Not one more of us will be sacrificed

The UK government is exploiting public frustration with an inconsistent and repressive ‘lockdown’ to justify pressuring more people into unsafe workplaces while launching a massive redistribution of wealth towards the rich, reinforcing the inequalities that made the pandemic so lethal while failing to prevent millions more from facing the dole.

rs21 members argue that every death matters, that deaths and job losses are not inevitable and that as we can’t rely on government or employers, we will have to rely on ourselves and each other to fight for our lives and our livelihoods.

A younger and an older darker skinned woman hang laundry to dry on neighbouring balconies (illustration)
Image by Leila Lesage

The Tory government’s response has been callous, incompetent and put profits first at every stage. Their ‘lockdown’ came after the public, workers and employers had already implemented much of it themselves. It was always half a lockdown – leaving it up to employers whether to keep most non-essential workplaces open, failing to provide adequate sick pay for everyone off sick or isolating, and failing to address the decades of decimation of health and safety enforcement (‘red tape’). The government failed to requisition manufacturing capacity to provide adequate PPE to essential workers, while failing to address the scourge of casual work in the care sector, leading to health and social care workers becoming vectors for infecting the very people they cared for and suffering terrible infection rates themselves. Millions fell down the cracks in financial support schemes which prioritised keeping larger businesses on life support.
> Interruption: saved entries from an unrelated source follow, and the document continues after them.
/// Outcome of a photopeak fit.
#[derive(Clone, Debug, PartialEq)]
pub struct FitResult {
    pub shape: LineShape,
    /// 9×9 covariance in [`LineShape::to_array`] order; the held amplitude
    /// and centroid have zero rows and columns.
    pub covariance: DMatrix<f64>,
    /// Integrated photopeak counts.
    pub peak_counts: f64,
    /// Poisson uncertainty of `peak_counts`.
    pub peak_counts_std: f64,
    pub area: PeakArea,
    pub reduced_chi_square: f64,
    /// Iterations of the full-model fit.
    pub iterations: usize,
    /// Sample index the fit was seeded from.
    pub seed_index: usize,
    pub diagnostics: Diagnostics,
}

impl FitResult {
    /// One-sigma parameter uncertainties from the covariance diagonal.
    pub fn parameter_std(&self) -> [f64; 9] {
        let mut std = [0.0; 9];
        for (i, s) in std.iter_mut().enumerate() {
            *s = self.covariance[(i, i)].max(0.0).sqrt();
        }
        std
    }
}

/// Unweighted three-parameter gaussian.
struct GaussianProblem<'a> {
    x: &'a [f64],
    y: &'a [f64],
}

impl LeastSquaresProblem for GaussianProblem<'_> {
    fn residual_count(&self) -> usize {
        self.x.len()
    }

    fn residuals(&self, p: &[f64], out: &mut [f64]) {
        for ((o, &x), &y) in out.iter_mut().zip(self.x).zip(self.y) {
            *o = y - gaussian(x, p[0], p[1], p[2]);
        }
    }
}

/// Weighted full line shape with amplitude and centroid held.
struct LineProblem<'a> {
    x: &'a [f64],
    y: &'a [f64],
    sigma: &'a [f64],
    amplitude: f64,
    centroid: f64,
}

impl LineProblem<'_> {
    fn shape(&self, p: &[f64]) -> LineShape {
        LineShape {
            amplitude: self.amplitude,
            centroid: self.centroid,
            width: p[0],
            skew_amplitude: p[1],
            skew_range: p[2],
            step_amplitude: p[3],
            quadratic: p[4],
            linear: p[5],
            offset: p[6],
        }
    }
}

impl LeastSquaresProblem for LineProblem<'_> {
    fn residual_count(&self) -> usize {
        self.x.len()
    }

    fn residuals(&self, p: &[f64], out: &mut [f64]) {
        let shape = self.shape(p);
        for (((o, &x), &y), &s) in out.iter_mut().zip(self.x).zip(self.y).zip(self.sigma) {
            *o = (y - shape.evaluate(x)) / s;
        }
    }
}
The government tried to rush a return of more kids to school to provide little education but more childcare to force more parents back to work. They failed to put in place functional systems for testing, tracing and isolating cases.

The very word ‘lockdown’ indicates much of the problem. It has its origins with prisoners being confined to their cells. Rather than educating and empowering people to keep ourselves and each other safe, the police were seen as the key to ‘enforcement’. Predictably, if the only tools you have are truncheons and tasers, every problem looks like a threat to be confronted with violence – particularly if it involves Black, Asian, young and poor people – the very people most likely to be living in overcrowded houses, relying on public transport, and in jobs without job security or sick pay where working from home isn’t an option. People didn’t largely do the right thing for fear of arrest, but because they understood the risks, were enabled to act safely, and wanted to avoid killing their family, friends and others in their communities.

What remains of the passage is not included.